Teilchenphysik jenseits der Riesenbeschleuniger

Bei dem Wort Teilchenphysikexperimente denkt man heutzutage meist an Riesenbeschleuniger wie den LHC am CERN. Doch der grosse Protonenbeschleuniger des PSI macht es möglich, dass auch hier relevante Teilchenphysik betrieben wird, die komplementär zur Forschung am CERN ist. Denn während dort die Teilchen mit besonders hohen Energien aufeinanderprallen sollen, nutzt man hier, dass man besonders viele Teilchen zur Verfügung hat. Das ist etwa wichtig für die Suche nach dem extrem seltenen Zerfall des Myons in ein Elektron und ein Photon (MEG-Experiment), denn man muss sehr vielen Myonen beim Zerfallen zusehen, um auch nur eine geringe Chance zu haben, einen solchen Zerfall zu sehen. Die Tatsache, dass der Zerfall bisher nicht beobachtet worden ist, legt einen Maximalwert für die Wahrscheinlichkeit des Zerfalls fest und schliesst damit bestimmte Alternativen des Standardmodells aus. Mit dem Erfolg der MEG-Kollaboration stammen derzeit alle aktuellen Rekordlimite auf seltene Myonzerfälle von am PSI durchgeführten Experimenten, betont Kirch. Und wir bemühen uns, die Myonintensitäten am PSI weiter zu verbessern. Ein anderes spektakuläres Experiment ist die Vermessung des Protonenradius. Dafür wird in Wasserstoffatomen das Elektron durch ein Myon ersetzt, und man vermisst mit Hilfe eines Lasers die Energieniveaus des myonischen Wasserstoffs — und das alles in der kurzen Lebenszeit des Myons. Wegen der höheren Masse des Myons reagieren seine Energieniveaus besonders empfindlich auf die Grösse des Protons.

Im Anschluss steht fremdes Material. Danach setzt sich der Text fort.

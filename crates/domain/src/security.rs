use std::fmt::{Display, Formatter};
use std::str::FromStr;

use auditrail_core::AppError;
use serde::{Deserialize, Serialize};

/// Capabilities an actor may hold; protected operations declare the set they require.
#[derive(Debug, Clone, Copy, PartialEq, Eq, Hash, PartialOrd, Ord, Serialize, Deserialize)]
#[serde(rename_all = "snake_case")]
pub enum Capability {
    /// Allows reading employee records.
    EmployeesRead,
    /// Allows mutating employee records.
    EmployeesWrite,
    /// Allows reading payroll and compensation data.
    PayrollRead,
    /// Allows mutating payroll and compensation data.
    PayrollWrite,
    /// Allows managing tenant lifecycle and identity fields.
    TenantsManage,
    /// Allows reading the audit trail.
    AuditRead,
    /// Allows bulk export of the audit trail.
    AuditExport,
    /// Allows reporting committed entity changes into the audit trail.
    AuditIngest,
    /// Full audit administration, including integrity verification.
    AuditAdmin,
    /// Allows reviewing and resolving security alerts.
    SecurityAlertsManage,
}

impl Capability {
    /// Returns a stable storage value for this capability.
    #[must_use]
    pub fn as_str(&self) -> &'static str {
        match self {
            Self::EmployeesRead => "employees.read",
            Self::EmployeesWrite => "employees.write",
            Self::PayrollRead => "payroll.read",
            Self::PayrollWrite => "payroll.write",
            Self::TenantsManage => "tenants.manage",
            Self::AuditRead => "audit.read",
            Self::AuditExport => "audit.export",
            Self::AuditIngest => "audit.ingest",
            Self::AuditAdmin => "audit.admin",
            Self::SecurityAlertsManage => "security.alerts.manage",
        }
    }

    /// Returns all known capabilities.
    #[must_use]
    pub fn all() -> &'static [Self] {
        const ALL: &[Capability] = &[
            Capability::EmployeesRead,
            Capability::EmployeesWrite,
            Capability::PayrollRead,
            Capability::PayrollWrite,
            Capability::TenantsManage,
            Capability::AuditRead,
            Capability::AuditExport,
            Capability::AuditIngest,
            Capability::AuditAdmin,
            Capability::SecurityAlertsManage,
        ];

        ALL
    }
}

impl Display for Capability {
    fn fmt(&self, formatter: &mut Formatter<'_>) -> std::fmt::Result {
        formatter.write_str(self.as_str())
    }
}

impl FromStr for Capability {
    type Err = AppError;

    fn from_str(value: &str) -> Result<Self, Self::Err> {
        Self::all()
            .iter()
            .copied()
            .find(|capability| capability.as_str() == value)
            .ok_or_else(|| AppError::Validation(format!("unknown capability value '{value}'")))
    }
}

#[cfg(test)]
mod tests {
    use std::str::FromStr;

    use super::Capability;

    #[test]
    fn capability_roundtrip_storage_value() {
        for capability in Capability::all() {
            let restored = Capability::from_str(capability.as_str());
            assert!(matches!(restored, Ok(value) if value == *capability));
        }
    }

    #[test]
    fn unknown_capability_is_rejected() {
        assert!(Capability::from_str("audit.delete").is_err());
    }
}
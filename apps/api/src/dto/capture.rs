use auditrail_core::{AppError, TenantId};
use auditrail_domain::{ChangeOperation, TrackedChange, TrackedField};
use serde::{Deserialize, Serialize};
use serde_json::Value;
use uuid::Uuid;

/// Entity changes committed by an upstream service, in tracking order.
#[derive(Debug, Deserialize)]
pub struct CaptureChangesRequest {
    pub changes: Vec<TrackedChangeRequest>,
}

#[derive(Debug, Deserialize)]
pub struct TrackedChangeRequest {
    pub entity_kind: String,
    pub entity_id: Option<String>,
    pub tenant_id: Option<Uuid>,
    pub operation: String,
    #[serde(default)]
    pub fields: Vec<TrackedFieldRequest>,
}

#[derive(Debug, Deserialize)]
pub struct TrackedFieldRequest {
    pub name: String,
    pub original: Option<Value>,
    pub current: Option<Value>,
    #[serde(default)]
    pub is_modified: bool,
    #[serde(default)]
    pub is_foreign_key: bool,
}

#[derive(Debug, Serialize)]
pub struct CaptureChangesResponse {
    pub captured: usize,
}

impl TryFrom<TrackedChangeRequest> for TrackedChange {
    type Error = AppError;

    fn try_from(value: TrackedChangeRequest) -> Result<Self, Self::Error> {
        let operation = ChangeOperation::parse(value.operation.trim()).ok_or_else(|| {
            AppError::Validation(format!(
                "unknown change operation '{}'",
                value.operation
            ))
        })?;

        Ok(Self {
            entity_kind: value.entity_kind,
            entity_id: value.entity_id,
            tenant_id: value.tenant_id.map(TenantId::from_uuid),
            operation,
            fields: value
                .fields
                .into_iter()
                .map(|field| TrackedField {
                    name: field.name,
                    original: field.original,
                    current: field.current,
                    is_modified: field.is_modified,
                    is_foreign_key: field.is_foreign_key,
                })
                .collect(),
        })
    }
}
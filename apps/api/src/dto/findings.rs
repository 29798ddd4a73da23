use std::str::FromStr;

use auditrail_application::{
    AnomalyType, DetectedAnomaly, FindingPage, SecurityAlert, SecurityAlertType,
    SecurityFindingFilter, SeverityCount,
};
use auditrail_core::{AppError, AppResult, TenantId};
use auditrail_domain::AuditSeverity;
use chrono::{DateTime, Utc};
use serde::{Deserialize, Serialize};
use serde_json::Value;
use uuid::Uuid;

use super::audit::parse_list;

const DEFAULT_PAGE_SIZE: u32 = 50;

/// Filters and paging for alert and anomaly listings.
///
/// `types` is a comma-separated list of alert or anomaly type values.
#[derive(Debug, Default, Deserialize)]
pub struct FindingQueryParams {
    pub tenant_id: Option<Uuid>,
    pub types: Option<String>,
    pub min_severity: Option<String>,
    pub from: Option<DateTime<Utc>>,
    pub to: Option<DateTime<Utc>>,
    pub page: Option<u32>,
    pub page_size: Option<u32>,
}

#[derive(Debug)]
pub struct FindingRequest {
    pub filter: SecurityFindingFilter,
    pub page: u32,
    pub page_size: u32,
}

/// Storage value of an alert or anomaly type.
trait FindingType: FromStr<Err = AppError> {
    fn value(&self) -> &'static str;
}

impl FindingType for SecurityAlertType {
    fn value(&self) -> &'static str {
        self.as_str()
    }
}

impl FindingType for AnomalyType {
    fn value(&self) -> &'static str {
        self.as_str()
    }
}

impl FindingQueryParams {
    pub fn into_alert_request(self) -> AppResult<FindingRequest> {
        self.into_request::<SecurityAlertType>()
    }

    pub fn into_anomaly_request(self) -> AppResult<FindingRequest> {
        self.into_request::<AnomalyType>()
    }

    fn into_request<T: FindingType>(self) -> AppResult<FindingRequest> {
        if matches!((self.from, self.to), (Some(from), Some(to)) if from > to) {
            return Err(AppError::Validation(
                "'from' must not be later than 'to'".to_owned(),
            ));
        }

        let finding_types = parse_list::<T>(self.types.as_deref())?
            .iter()
            .map(|finding_type| finding_type.value().to_owned())
            .collect();
        let min_severity = self
            .min_severity
            .as_deref()
            .map(str::trim)
            .filter(|value| !value.is_empty())
            .map(|value| value.to_ascii_lowercase().parse::<AuditSeverity>())
            .transpose()?;

        Ok(FindingRequest {
            filter: SecurityFindingFilter {
                tenant_id: self.tenant_id.map(TenantId::from_uuid),
                finding_types,
                min_severity,
                from: self.from,
                to: self.to,
            },
            page: self.page.unwrap_or(1),
            page_size: self.page_size.unwrap_or(DEFAULT_PAGE_SIZE),
        })
    }
}

#[derive(Debug, Serialize)]
pub struct SecurityAlertResponse {
    pub id: Uuid,
    pub created_at: DateTime<Utc>,
    pub tenant_id: Option<String>,
    pub actor_id: Option<String>,
    pub actor_email: Option<String>,
    pub alert_type: &'static str,
    pub severity: &'static str,
    pub risk_score: u8,
    pub title: String,
    pub description: String,
    pub audit_record_id: Uuid,
    pub ip_address: Option<String>,
}

#[derive(Debug, Serialize)]
pub struct AnomalyResponse {
    pub id: Uuid,
    pub detected_at: DateTime<Utc>,
    pub tenant_id: Option<String>,
    pub actor_id: Option<String>,
    pub actor_email: Option<String>,
    pub anomaly_type: &'static str,
    pub severity: &'static str,
    pub risk_score: u8,
    pub description: String,
    pub evidence: Value,
    pub audit_record_id: Uuid,
}

#[derive(Debug, Serialize)]
pub struct FindingPageResponse<T> {
    pub items: Vec<T>,
    pub total: u64,
    pub page: u32,
    pub page_size: u32,
}

#[derive(Debug, Serialize)]
pub struct SeverityCountResponse {
    pub severity: &'static str,
    pub count: u64,
}

#[derive(Debug, Serialize)]
pub struct SeverityCountsResponse {
    pub total: u64,
    pub by_severity: Vec<SeverityCountResponse>,
}

impl From<SecurityAlert> for SecurityAlertResponse {
    fn from(value: SecurityAlert) -> Self {
        Self {
            id: value.id,
            created_at: value.created_at,
            tenant_id: value.tenant_id.map(|tenant_id| tenant_id.to_string()),
            actor_id: value.actor_id.map(|actor_id| actor_id.to_string()),
            actor_email: value.actor_email,
            alert_type: value.alert_type.as_str(),
            severity: value.severity.as_str(),
            risk_score: value.risk_score,
            title: value.title,
            description: value.description,
            audit_record_id: value.audit_record_id,
            ip_address: value.ip_address,
        }
    }
}

impl From<DetectedAnomaly> for AnomalyResponse {
    fn from(value: DetectedAnomaly) -> Self {
        Self {
            id: value.id,
            detected_at: value.detected_at,
            tenant_id: value.tenant_id.map(|tenant_id| tenant_id.to_string()),
            actor_id: value.actor_id.map(|actor_id| actor_id.to_string()),
            actor_email: value.actor_email,
            anomaly_type: value.anomaly_type.as_str(),
            severity: value.severity.as_str(),
            risk_score: value.risk_score,
            description: value.description,
            evidence: value.evidence,
            audit_record_id: value.audit_record_id,
        }
    }
}

impl<T, R: From<T>> From<FindingPage<T>> for FindingPageResponse<R> {
    fn from(value: FindingPage<T>) -> Self {
        Self {
            items: value.items.into_iter().map(R::from).collect(),
            total: value.total,
            page: value.page,
            page_size: value.page_size,
        }
    }
}

impl From<Vec<SeverityCount>> for SeverityCountsResponse {
    fn from(value: Vec<SeverityCount>) -> Self {
        Self {
            total: value.iter().map(|entry| entry.count).sum(),
            by_severity: value
                .into_iter()
                .map(|entry| SeverityCountResponse {
                    severity: entry.severity.as_str(),
                    count: entry.count,
                })
                .collect(),
        }
    }
}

Mitte 2011 ist die Ultrakalte Neutronenquelle des PSI in Betrieb gegangen. Sie hat ein eigenes Target, ähnlich dem der SINQ, aus dem der Protonenstrahl Neutronen herausschlägt. Die Neutronen werden dann aufwendig abgebremst bis sie ultrakalt sind. An ihnen sollen die Eigenschaften des Neutrons selbst untersucht werden. Als erstes will man die Frage klären, ob das Neutron ein elektrisches Dipolmoment hat — eine Frage, die wichtig ist, wenn man verstehen will, warum es im Weltraum mehr Materie als Antimaterie gibt.

Heilung aus dem Beschleuniger

Seit 1984 diente die Beschleunigeranlage nicht nur der Forschung — denn seither wurden mit dem Protonenstrahl auch Patienten behandelt, die an bestimmten Krebsarten erkrankt sind. Anfangs kam der Protonenstrahl für die Therapie je nach Behandlungsart aus einem Vorbeschleuniger des grossen Protonenbeschleunigers oder aus dem grossen Protonenbeschleuniger selbst. Heute hat die Protonentherapie einen eigenen Beschleuniger und drei Behandlungsplätze. Möglich gemacht durch die Beschleunigerkompetenz der PSI-Mitarbeitenden.